▶ WHAT TO DO: All the records below must be returned exactly as they stand.

[[ INFORMATION GIVEN, beginning ]]

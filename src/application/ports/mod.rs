mod audio_store;
mod llm_client;
mod metrics_sink;
mod trace_collector;
mod transcript_fetcher;
mod transcription_service;

pub use audio_store::{AudioStore, AudioStoreError, StoredObject};
pub use llm_client::{Completion, CompletionRequest, LlmClient, LlmClientError};
pub use metrics_sink::{MetricDatum, MetricUnit, MetricsError, MetricsSink};
pub use trace_collector::{RunMetadata, TraceCollector, TraceError};
pub use transcript_fetcher::{TranscriptFetchError, TranscriptFetcher};
pub use transcription_service::{JobStatusReport, TranscriptionError, TranscriptionService};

[[ INFORMATION GIVEN, end ]]

▶ RESPONSE FOR THIS EXERCISE:
filename src/application/ports/mod.rs
mod audio_store;
mod llm_client;
mod metrics_sink;
mod trace_collector;
mod transcript_fetcher;
mod transcription_service;

pub use audio_store::{AudioStore, AudioStoreError, StoredObject};
pub use llm_client::{Completion, CompletionRequest, LlmClient, LlmClientError};
pub use metrics_sink::{MetricDatum, MetricUnit, MetricsError, MetricsSink};
pub use trace_collector::{RunMetadata, TraceCollector, TraceError};
pub use transcript_fetcher::{TranscriptFetchError, TranscriptFetcher};
pub use transcription_service::{JobStatusReport, TranscriptionError, TranscriptionService};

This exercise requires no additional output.